Lutherans Provide Emotional, Spiritual Care at Virginia Tech
07-067-MRC

     CHICAGO (ELCA) -- Lutheran Disaster Response, a
collaborative ministry of the Evangelical Lutheran Church in
America (ELCA) and the Lutheran Church-Missouri Synod, is
providing emotional and spiritual care at Virginia Polytechnic
Institute and State University (Virginia Tech), Blacksburg, Va.,
after a lone gunman shot and killed 32 people there before
killing himself April 16.
     "Our response will include outreach and spiritual and
emotional care for the campus community, the town of Blacksburg
and the surrounding area.  It will also include spiritual and
emotional care for those beyond the borders of Virginia," said
Heather L. Feltman, executive director, Lutheran Disaster
Response, and director, ELCA Domestic Disaster Response.
     At the request of the Rev. James F. Mauney, bishop, ELCA
Virginia Synod, Salem, Lutheran Disaster Response "will be
hosting a series of consultations in early May with Lutheran
clergy and congregational leaders in the Blacksburg area to talk
about their congregational needs and to equip them for the
important task of counseling (people) affected by traumatic
grief.  In addition, Lutheran Disaster Response has been invited
to be present at the ELCA Virginia Synod Assembly in June," said
Feltman.
     "We who serve Virginia Tech can hardly express the thoughts
and emotions which the past few days have evoked," the Rev.

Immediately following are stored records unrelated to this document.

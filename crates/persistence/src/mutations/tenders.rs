// Copyright (C) 2026 Fred Clausen
// Use of this source code is governed by an MIT-style
// license that can be found in the LICENSE file or at
// https://opensource.org/licenses/MIT.

use diesel::prelude::*;
use diesel::{MysqlConnection, SqliteConnection};
use tender_bid::TenderTransition;
use tender_bid_domain::{Tender, TenderStatus};
use tracing::{debug, info};

use crate::data_models::{TenderRow, TenderVersionRow};
use crate::diesel_schema::{tender, tender_version};
use crate::error::PersistenceError;

backend_fn! {
/// Inserts a new tender.
///
/// # Errors
///
/// Returns an error if the insert fails, including when the organization or
/// creator does not exist.
pub fn insert_tender(conn: &mut _, new_tender: &Tender) -> Result<(), PersistenceError> {
    diesel::insert_into(tender::table)
        .values(TenderRow::from(new_tender))
        .execute(conn)
        .map_err(|e| PersistenceError::QueryFailed(format!("insert_tender: {e}")))?;

    info!(
        tender_id = %new_tender.id,
        organization_id = %new_tender.organization_id,
        "Tender created"
    );
    Ok(())
}
}

backend_fn! {
/// Persists a tender transition atomically.
///
/// The snapshot (if any) is inserted and the live row overwritten in one
/// transaction. A snapshot that already exists for `(tender_id, version)`
/// makes the whole transition fail; this is what a concurrent writer that
/// read the same version runs into.
///
/// # Errors
///
/// Returns an error if either statement fails or the live row is gone.
pub fn persist_tender_transition(
    conn: &mut _,
    transition: &TenderTransition,
) -> Result<(), PersistenceError> {
    let new_state: &Tender = &transition.new_state;

    conn.transaction::<_, PersistenceError, _>(|conn| {
        if let Some(snapshot) = &transition.snapshot {
            diesel::insert_into(tender_version::table)
                .values(TenderVersionRow::from(snapshot))
                .execute(conn)
                .map_err(|e| {
                    PersistenceError::QueryFailed(format!("persist_tender_transition: {e}"))
                })?;
            debug!(tender_id = %snapshot.tender_id, version = snapshot.version, "Stored snapshot");
        }

        let updated: usize = diesel::update(tender::table.filter(tender::id.eq(&new_state.id)))
            .set((
                tender::name.eq(&new_state.name),
                tender::description.eq(&new_state.description),
                tender::service_type.eq(&new_state.service_type),
                tender::status.eq(new_state.status.as_str()),
                tender::version.eq(new_state.version),
                tender::updated_at.eq(&new_state.updated_at),
            ))
            .execute(conn)
            .map_err(|e| {
                PersistenceError::QueryFailed(format!("persist_tender_transition: {e}"))
            })?;

        if updated == 0 {
            return Err(PersistenceError::NotFound(format!(
                "Tender {} not found",
                new_state.id
            )));
        }
        Ok(())
    })?;

    info!(
        tender_id = %new_state.id,
        version = new_state.version,
        status = %new_state.status,
        "Tender transition persisted"
    );
    Ok(())
}
}

backend_fn! {
/// Writes a tender's status without touching its version.
///
/// # Errors
///
/// Returns an error if the update fails or the tender does not exist.
pub fn update_tender_status(
    conn: &mut _,
    tender_id: &str,
    status: TenderStatus,
    updated_at: &str,
) -> Result<(), PersistenceError> {
    let updated: usize = diesel::update(tender::table.filter(tender::id.eq(tender_id)))
        .set((
            tender::status.eq(status.as_str()),
            tender::updated_at.eq(updated_at),
        ))
        .execute(conn)
        .map_err(|e| PersistenceError::QueryFailed(format!("update_tender_status: {e}")))?;

    if updated == 0 {
        return Err(PersistenceError::NotFound(format!(
            "Tender {tender_id} not found"
        )));
    }

    info!(tender_id, %status, "Tender status updated");
    Ok(())
}
}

William H. King and the Rev. Joanna C. Stallings, Lutheran campus
pastors at Virginia Tech, wrote in an April 18 letter to their
ELCA campus ministry colleagues.
     "Many have asked about our situation.  Classes have been
dismissed until Monday (April 23).  Nobody is sure what it is
going to be like when they begin again.  Norris Hall has been
closed for the rest of the semester.  This event is such a
singularity that nobody feels confident predicting how the
pastoral needs will develop.  There is great concern that just
about the time the numbness of initial grief wears off students
will be dispersed from their primary support systems by summer
break.  Our greatest challenge in campus ministry may well come
in the fall.  Amidst it all we try to speak with honesty about
both the inexplicable nature of the tragedy and (the) hope that
is within us," they said.
     King, who also serves as deployed staff of the Department
for Campus Ministry, ELCA Vocation and Education, delivered the
Christian message April 17 at the Virginia Tech Convocation where
students, faculty and others of the community gathered to
remember the victims of the shooting on campus.
     Mauney and Jan Tobias, Lutheran Disaster Response
coordinator for Virginia, attended worship April 17 at Luther
Memorial Lutheran Church, an ELCA congregation located across the
street from the university's campus.  Tobias served as a campus
pastor at Virginia Tech, and his daughter is a Virginia Tech
alumna.  He said the "idea of the Virginia Tech community being a
very close-knit one may seem cliche but (it) is very realistic."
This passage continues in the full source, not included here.